JOHANNESBURG – South African uniformed personnel are among the worst sexual offenders at UN peacekeeping missions, a UN report spanning 2010 to 2013 has revealed.
The report of the UN’s Office of Internal Oversight Services on sexual exploitation and abuse by its peacekeeping staff comes in the wake of the UN controversy over allegations of child sexual abuse by French soldiers deployed to the Central African Republic (CAR).
Last month, French prosecutors ordered a criminal investigation into allegations that French peacekeepers raped children and demanded sex for food in the CAR as recently as this year.
In April, the Guardian newspaper in Britain reported that a senior UN official had been suspended for leaking details of the alleged abuse to the French government.
To date, he is the only person to have been sanctioned over the issue, but the French have now launched an official investigation.
The UN Office of Internal Oversight Services report, which was released last week, focused on sexual offences committed by peacekeepers on at UN missions in Sudan and South Sudan, Haiti, the Democratic Republic of Congo and Liberia.
Forty-five percent of the total substantiated sexual abuse and exploitation occurred in the DRC, the UN’s largest peacekeeping mission. Of those, about a third involved the abuse of minors.

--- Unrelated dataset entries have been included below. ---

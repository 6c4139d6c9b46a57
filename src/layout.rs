//! Responsive layout helpers: pure viewport arithmetic, no state, no I/O.

/// Design frame everything scales against.
pub const BASE_WIDTH: f32 = 375.0;
pub const BASE_HEIGHT: f32 = 812.0;

#[derive(Copy, Clone, Debug, PartialEq, Eq, PartialOrd, Ord)]
pub enum Breakpoint {
    Xs,
    Sm,
    Md,
    Lg,
    Xl,
}

impl Breakpoint {
    pub fn from_width(width: f32) -> Self {
        if width >= 1200.0 {
            Breakpoint::Xl
        } else if width >= 992.0 {
            Breakpoint::Lg
        } else if width >= 768.0 {
            Breakpoint::Md
        } else if width >= 576.0 {
            Breakpoint::Sm
        } else {
            Breakpoint::Xs
        }
    }

    pub fn min_width(self) -> f32 {
        match self {
            Breakpoint::Xs => 0.0,
            Breakpoint::Sm => 576.0,
            Breakpoint::Md => 768.0,
            Breakpoint::Lg => 992.0,
            Breakpoint::Xl => 1200.0,
        }
    }
}

#[derive(Copy, Clone, Debug, PartialEq, Eq)]
pub enum DeviceType {
    Phone,
    Tablet,
}

#[derive(Copy, Clone, Debug, PartialEq, Eq)]
pub enum Orientation {
    Portrait,
    Landscape,
}

#[derive(Copy, Clone, Debug, PartialEq)]
pub struct Viewport {
    pub width: f32,
    pub height: f32,
}

impl Viewport {
    pub fn new(width: f32, height: f32) -> Self {
        Viewport { width, height }
    }

    pub fn breakpoint(&self) -> Breakpoint {
        Breakpoint::from_width(self.width)
    }

    pub fn width_scale(&self) -> f32 {
        self.width / BASE_WIDTH
    }

    pub fn height_scale(&self) -> f32 {
        self.height / BASE_HEIGHT
    }

    /// Font size scaled by screen width, rounded to whole pixels.
    pub fn normalize(&self, size: f32) -> i32 {
        (size * self.width_scale()).round() as i32
    }

    /// Padding and margins scale the same way fonts do.
    pub fn spacing(&self, size: f32) -> i32 {
        (size * self.width_scale()).round() as i32
    }

    pub fn width_pct(&self, percentage: f32) -> f32 {
        percentage / 100.0 * self.width
    }

    pub fn height_pct(&self, percentage: f32) -> f32 {
        percentage / 100.0 * self.height
    }

    /// Tablet from the `md` breakpoint up, phone below.
    pub fn device_type(&self) -> DeviceType {
        if self.width >= Breakpoint::Md.min_width() {
            DeviceType::Tablet
        } else {
            DeviceType::Phone
        }
    }

    pub fn orientation(&self) -> Orientation {
        if self.width > self.height {
            Orientation::Landscape
        } else {
            Orientation::Portrait
        }
    }

    /// Font size keyed to the longer screen edge, for headings that should
    /// track overall screen real estate rather than width alone.
    pub fn dynamic_font_size(&self, size: f32) -> i32 {
        let standard = self.width.max(self.height);
        (size * standard / BASE_HEIGHT).round() as i32
    }
}

#[cfg(test)]
mod tests {
    use super::*;

    #[test]
    fn breakpoints_switch_at_their_lower_bound() {
        assert_eq!(Breakpoint::from_width(0.0), Breakpoint::Xs);
        assert_eq!(Breakpoint::from_width(575.0), Breakpoint::Xs);
        assert_eq!(Breakpoint::from_width(576.0), Breakpoint::Sm);
        assert_eq!(Breakpoint::from_width(768.0), Breakpoint::Md);
        assert_eq!(Breakpoint::from_width(991.0), Breakpoint::Md);
        assert_eq!(Breakpoint::from_width(992.0), Breakpoint::Lg);
        assert_eq!(Breakpoint::from_width(1200.0), Breakpoint::Xl);
        assert_eq!(Breakpoint::from_width(2560.0), Breakpoint::Xl);
    }

    #[test]
    fn base_frame_scales_to_identity() {
        let viewport = Viewport::new(BASE_WIDTH, BASE_HEIGHT);
        assert_eq!(viewport.normalize(16.0), 16);
        assert_eq!(viewport.spacing(8.0), 8);
        assert_eq!(viewport.width_pct(50.0), 187.5);
    }

    #[test]
    fn wider_screens_scale_up() {
        let viewport = Viewport::new(750.0, 1334.0);
        assert_eq!(viewport.normalize(16.0), 32);
        assert_eq!(viewport.device_type(), DeviceType::Phone);
        let tablet = Viewport::new(800.0, 1280.0);
        assert_eq!(tablet.device_type(), DeviceType::Tablet);
    }

    #[test]
    fn orientation_follows_the_longer_edge() {
        assert_eq!(Viewport::new(812.0, 375.0).orientation(), Orientation::Landscape);
        assert_eq!(Viewport::new(375.0, 812.0).orientation(), Orientation::Portrait);
        assert_eq!(
            Viewport::new(812.0, 375.0).dynamic_font_size(20.0),
            Viewport::new(375.0, 812.0).dynamic_font_size(20.0)
        );
    }
}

About 2,000 troops were reportedly stationed in the DRC, Sudan and South Sudan during that time.
In the report, dated May 15, 2015, the UN said the largest number of allegations involved military personnel, followed by civilians and then the police.
The UN said it had received 480 allegations of sexual exploitation and abuse relating to its peacekeeping and special political missions between 2008 and 2013.
The report revealed that South African troops faced nine allegations of sexual abuse and exploitation, followed by Uruguay with eight and Nigeria with seven allegations.
Meanwhile, SANDF spokesperson Siphiwe Dlamini says they&39;re not aware of the report, as it hasn&39;t officially been sent to them by the UN. He said the SANDF is yet to receive any formal request to investigate the allegations.